Task brief> Below are records; report the number of lines among them that include the word "same", and nothing further.

[Stored items]
=-=-=
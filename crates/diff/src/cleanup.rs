//! Post-processing of raw LCS edit scripts.
//!
//! Two passes, in the spirit of diff-match-patch's semantic cleanup:
//!
//! 1. `merge`: coalesce adjacent runs of the same kind and factor common
//!    prefixes/suffixes of paired delete+insert blocks back into the
//!    surrounding equalities.
//! 2. `semantic`: delete short equalities that sit between larger edits on
//!    both sides, turning `del a, eq x, ins b` chatter into one coherent
//!    replacement, then re-merge.

use crate::types::{DiffKind, DiffOp};

/// Full cleanup pipeline. Idempotent.
pub fn cleanup(ops: Vec<DiffOp>) -> Vec<DiffOp> {
    semantic(merge(ops))
}

/// Common prefix length of two strings, in chars.
fn common_prefix_len(a: &str, b: &str) -> usize {
    a.chars()
        .zip(b.chars())
        .take_while(|(x, y)| x == y)
        .count()
}

/// Common suffix length of two strings, in chars.
fn common_suffix_len(a: &str, b: &str) -> usize {
    let a: Vec<char> = a.chars().collect();
    let b: Vec<char> = b.chars().collect();
    a.iter()
        .rev()
        .zip(b.iter().rev())
        .take_while(|(x, y)| x == y)
        .count()
}

fn take_chars(s: &str, n: usize) -> String {
    s.chars().take(n).collect()
}

fn skip_chars(s: &str, n: usize) -> String {
    s.chars().skip(n).collect()
}

fn push_equal(out: &mut Vec<DiffOp>, text: String) {
    if text.is_empty() {
        return;
    }
    match out.last_mut() {
        Some(last) if last.kind == DiffKind::Equal => last.text.push_str(&text),
        _ => out.push(DiffOp::equal(text)),
    }
}

/// Coalesce adjacent same-kind runs; within each delete+insert block, factor
/// shared leading/trailing text into the neighbouring equalities, ordering
/// the remaining delete before the insert.
pub fn merge(ops: Vec<DiffOp>) -> Vec<DiffOp> {
    let mut out: Vec<DiffOp> = Vec::new();
    let mut del = String::new();
    let mut ins = String::new();

    // Sentinel equality flushes the final edit block.
    for op in ops.into_iter().chain(std::iter::once(DiffOp::equal(""))) {
        match op.kind {
            DiffKind::Delete => del.push_str(&op.text),
            DiffKind::Insert => ins.push_str(&op.text),
            DiffKind::Equal => {
                let mut eq_text = op.text;
                if !del.is_empty() && !ins.is_empty() {
                    let prefix = common_prefix_len(&del, &ins);
                    if prefix > 0 {
                        push_equal(&mut out, take_chars(&del, prefix));
                        del = skip_chars(&del, prefix);
                        ins = skip_chars(&ins, prefix);
                    }
                    let suffix = common_suffix_len(&del, &ins);
                    if suffix > 0 {
                        let del_len = del.chars().count();
                        let ins_len = ins.chars().count();
                        eq_text = format!("{}{eq_text}", skip_chars(&del, del_len - suffix));
                        del = take_chars(&del, del_len - suffix);
                        ins = take_chars(&ins, ins_len - suffix);
                    }
                }
                if !del.is_empty() {
                    out.push(DiffOp::delete(std::mem::take(&mut del)));
                }
                if !ins.is_empty() {
                    out.push(DiffOp::insert(std::mem::take(&mut ins)));
                }
                push_equal(&mut out, eq_text);
            }
        }
    }
    out
}

/// Eliminate equalities that are no longer than the larger edit on either
/// side of them. The freed text is re-expressed as a delete+insert pair,
/// which `merge` then fuses with its neighbours.
pub fn semantic(mut ops: Vec<DiffOp>) -> Vec<DiffOp> {
    let mut changes = false;
    // Indices of candidate equalities; the top is the one under consideration.
    let mut equalities: Vec<usize> = Vec::new();
    let mut last_equality: Option<usize> = None;
    // Edit sizes before and after the candidate equality.
    let mut ins_before = 0usize;
    let mut del_before = 0usize;
    let mut ins_after = 0usize;
    let mut del_after = 0usize;

    let mut ptr = 0usize;
    while ptr < ops.len() {
        if ops[ptr].kind == DiffKind::Equal {
            equalities.push(ptr);
            ins_before = ins_after;
            del_before = del_after;
            ins_after = 0;
            del_after = 0;
            last_equality = Some(ptr);
            ptr += 1;
            continue;
        }

        let len = ops[ptr].char_len();
        match ops[ptr].kind {
            DiffKind::Insert => ins_after += len,
            DiffKind::Delete => del_after += len,
            DiffKind::Equal => unreachable!(),
        }

        let eliminate = last_equality.is_some_and(|eq| {
            let eq_len = ops[eq].char_len();
            eq_len > 0
                && eq_len <= ins_before.max(del_before)
                && eq_len <= ins_after.max(del_after)
        });

        if eliminate {
            let eq = last_equality.take().expect("checked above");
            let text = ops[eq].text.clone();
            ops[eq] = DiffOp::delete(text.clone());
            ops.insert(eq + 1, DiffOp::insert(text));

            // Drop the eliminated equality and rewind to the one before it;
            // the split may have made that one eliminable too.
            equalities.pop();
            equalities.pop();
            ptr = equalities.last().map_or(0, |&e| e + 1);
            ins_before = 0;
            del_before = 0;
            ins_after = 0;
            del_after = 0;
            changes = true;
            continue;
        }

        ptr += 1;
    }

    if changes {
        merge(ops)
    } else {
        ops
    }
}

#[cfg(test)]
mod tests {
    use super::*;
    use crate::types::{reconstruct_new, reconstruct_old};
    use pretty_assertions::assert_eq;

    #[test]
    fn merge_coalesces_adjacent_runs() {
        let ops = vec![
            DiffOp::equal("a"),
            DiffOp::equal("b"),
            DiffOp::delete("x"),
            DiffOp::delete("y"),
        ];
        let merged = merge(ops);
        assert_eq!(merged, vec![DiffOp::equal("ab"), DiffOp::delete("xy")]);
    }

    #[test]
    fn merge_factors_common_prefix_and_suffix() {
        // delete "abcde" / insert "abfde" share "ab" and "de".
        let ops = vec![DiffOp::delete("abcde"), DiffOp::insert("abfde")];
        let merged = merge(ops);
        assert_eq!(
            merged,
            vec![
                DiffOp::equal("ab"),
                DiffOp::delete("c"),
                DiffOp::insert("f"),
                DiffOp::equal("de"),
            ]
        );
    }

    #[test]
    fn semantic_drops_small_sandwiched_equality() {
        let ops = vec![
            DiffOp::delete("abc"),
            DiffOp::equal("x"),
            DiffOp::insert("defg"),
        ];
        let cleaned = semantic(ops);
        assert_eq!(
            cleaned,
            vec![DiffOp::delete("abcx"), DiffOp::insert("xdefg")]
        );
    }

    #[test]
    fn semantic_keeps_large_equality() {
        let ops = vec![
            DiffOp::delete("ab"),
            DiffOp::equal("a stable middle"),
            DiffOp::insert("cd"),
        ];
        let cleaned = semantic(ops.clone());
        assert_eq!(cleaned, ops);
    }

    #[test]
    fn cleanup_preserves_both_reconstructions() {
        let ops = vec![
            DiffOp::delete("one"),
            DiffOp::equal("x"),
            DiffOp::insert("four"),
            DiffOp::equal("y"),
            DiffOp::delete("two"),
            DiffOp::insert("three"),
        ];
        let old = reconstruct_old(&ops);
        let new = reconstruct_new(&ops);
        let cleaned = cleanup(ops);
        assert_eq!(reconstruct_old(&cleaned), old);
        assert_eq!(reconstruct_new(&cleaned), new);
    }
}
=-=-=
Answer space> 2